In the material below, find the line containing "filename crates/weft-core/src/logging.rs" and the line containing "static MAX_LEVEL: AtomicU8", then reproduce exactly both of them and every line between, and nothing else.

### Dataset records

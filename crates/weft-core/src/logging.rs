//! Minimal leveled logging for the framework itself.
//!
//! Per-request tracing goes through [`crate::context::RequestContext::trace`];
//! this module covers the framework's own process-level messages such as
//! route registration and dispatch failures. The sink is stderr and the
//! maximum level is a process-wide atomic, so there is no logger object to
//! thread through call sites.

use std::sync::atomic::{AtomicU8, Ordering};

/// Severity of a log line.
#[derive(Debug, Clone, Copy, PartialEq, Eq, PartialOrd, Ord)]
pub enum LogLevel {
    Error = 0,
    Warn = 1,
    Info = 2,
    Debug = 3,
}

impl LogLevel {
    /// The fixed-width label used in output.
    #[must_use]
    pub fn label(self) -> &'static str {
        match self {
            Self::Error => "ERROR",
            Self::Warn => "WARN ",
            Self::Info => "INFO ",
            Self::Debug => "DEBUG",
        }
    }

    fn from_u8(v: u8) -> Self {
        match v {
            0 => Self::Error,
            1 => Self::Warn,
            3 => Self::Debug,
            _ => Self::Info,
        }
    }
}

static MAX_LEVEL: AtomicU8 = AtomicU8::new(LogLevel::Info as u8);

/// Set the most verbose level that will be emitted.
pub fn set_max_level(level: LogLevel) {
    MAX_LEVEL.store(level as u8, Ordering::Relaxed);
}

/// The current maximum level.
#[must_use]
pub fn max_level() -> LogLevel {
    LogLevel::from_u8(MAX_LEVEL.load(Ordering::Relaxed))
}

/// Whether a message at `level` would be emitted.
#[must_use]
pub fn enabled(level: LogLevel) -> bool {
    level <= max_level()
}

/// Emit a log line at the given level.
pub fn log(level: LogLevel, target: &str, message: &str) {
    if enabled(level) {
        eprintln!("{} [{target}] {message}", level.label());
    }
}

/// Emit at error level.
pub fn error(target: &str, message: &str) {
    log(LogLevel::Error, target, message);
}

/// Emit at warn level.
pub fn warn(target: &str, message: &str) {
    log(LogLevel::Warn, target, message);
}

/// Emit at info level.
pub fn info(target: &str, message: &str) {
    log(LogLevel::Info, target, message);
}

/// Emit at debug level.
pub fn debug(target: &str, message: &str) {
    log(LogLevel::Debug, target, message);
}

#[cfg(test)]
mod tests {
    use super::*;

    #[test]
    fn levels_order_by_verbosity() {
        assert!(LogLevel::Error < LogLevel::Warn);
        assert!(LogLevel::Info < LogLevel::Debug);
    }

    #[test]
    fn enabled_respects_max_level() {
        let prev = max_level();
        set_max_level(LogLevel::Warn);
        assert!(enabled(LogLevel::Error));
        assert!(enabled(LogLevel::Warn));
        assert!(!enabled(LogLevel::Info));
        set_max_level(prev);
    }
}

######
### Dataset records

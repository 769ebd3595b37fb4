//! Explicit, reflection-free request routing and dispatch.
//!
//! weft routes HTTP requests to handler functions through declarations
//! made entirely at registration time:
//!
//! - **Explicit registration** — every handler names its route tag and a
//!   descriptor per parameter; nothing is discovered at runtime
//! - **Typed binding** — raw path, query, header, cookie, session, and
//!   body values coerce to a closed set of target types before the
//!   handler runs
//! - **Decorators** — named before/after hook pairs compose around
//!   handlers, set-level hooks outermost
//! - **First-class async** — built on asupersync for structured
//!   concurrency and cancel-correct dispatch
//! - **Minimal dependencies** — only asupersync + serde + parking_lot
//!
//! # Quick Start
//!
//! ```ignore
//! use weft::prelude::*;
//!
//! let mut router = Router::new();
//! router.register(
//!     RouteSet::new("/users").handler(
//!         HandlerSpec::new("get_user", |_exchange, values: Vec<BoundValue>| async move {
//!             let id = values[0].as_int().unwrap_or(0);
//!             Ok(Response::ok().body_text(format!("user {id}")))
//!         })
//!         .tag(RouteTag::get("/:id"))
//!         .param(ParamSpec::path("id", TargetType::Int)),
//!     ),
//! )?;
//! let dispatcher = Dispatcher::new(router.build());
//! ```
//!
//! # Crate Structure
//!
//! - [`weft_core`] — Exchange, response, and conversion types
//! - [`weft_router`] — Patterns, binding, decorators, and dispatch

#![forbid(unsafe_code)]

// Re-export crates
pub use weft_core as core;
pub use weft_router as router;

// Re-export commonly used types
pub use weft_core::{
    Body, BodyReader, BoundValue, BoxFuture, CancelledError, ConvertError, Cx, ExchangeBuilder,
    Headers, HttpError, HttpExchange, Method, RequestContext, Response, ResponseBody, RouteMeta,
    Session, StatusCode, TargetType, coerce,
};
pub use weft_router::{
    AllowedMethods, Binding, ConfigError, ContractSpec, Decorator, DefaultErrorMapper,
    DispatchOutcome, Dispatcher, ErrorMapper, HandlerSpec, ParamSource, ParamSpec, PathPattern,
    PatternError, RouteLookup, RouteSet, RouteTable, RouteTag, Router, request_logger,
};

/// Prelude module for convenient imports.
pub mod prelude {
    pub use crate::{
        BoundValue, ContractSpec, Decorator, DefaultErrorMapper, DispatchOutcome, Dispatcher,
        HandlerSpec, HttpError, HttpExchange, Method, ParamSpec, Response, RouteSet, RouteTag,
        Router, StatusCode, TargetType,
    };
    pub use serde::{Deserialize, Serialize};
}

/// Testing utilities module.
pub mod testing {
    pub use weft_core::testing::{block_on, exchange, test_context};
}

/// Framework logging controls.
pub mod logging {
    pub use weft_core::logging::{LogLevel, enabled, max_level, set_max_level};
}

######

→ Answer
filename crates/weft-core/src/logging.rs
//! Minimal leveled logging for the framework itself.
//!
//! Per-request tracing goes through [`crate::context::RequestContext::trace`];
//! this module covers the framework's own process-level messages such as
//! route registration and dispatch failures. The sink is stderr and the
//! maximum level is a process-wide atomic, so there is no logger object to
//! thread through call sites.

use std::sync::atomic::{AtomicU8, Ordering};

/// Severity of a log line.
#[derive(Debug, Clone, Copy, PartialEq, Eq, PartialOrd, Ord)]
pub enum LogLevel {
    Error = 0,
    Warn = 1,
    Info = 2,
    Debug = 3,
}

impl LogLevel {
    /// The fixed-width label used in output.
    #[must_use]
    pub fn label(self) -> &'static str {
        match self {
            Self::Error => "ERROR",
            Self::Warn => "WARN ",
            Self::Info => "INFO ",
            Self::Debug => "DEBUG",
        }
    }

    fn from_u8(v: u8) -> Self {
        match v {
            0 => Self::Error,
            1 => Self::Warn,
            3 => Self::Debug,
            _ => Self::Info,
        }
    }
}

static MAX_LEVEL: AtomicU8 = AtomicU8::new(LogLevel::Info as u8);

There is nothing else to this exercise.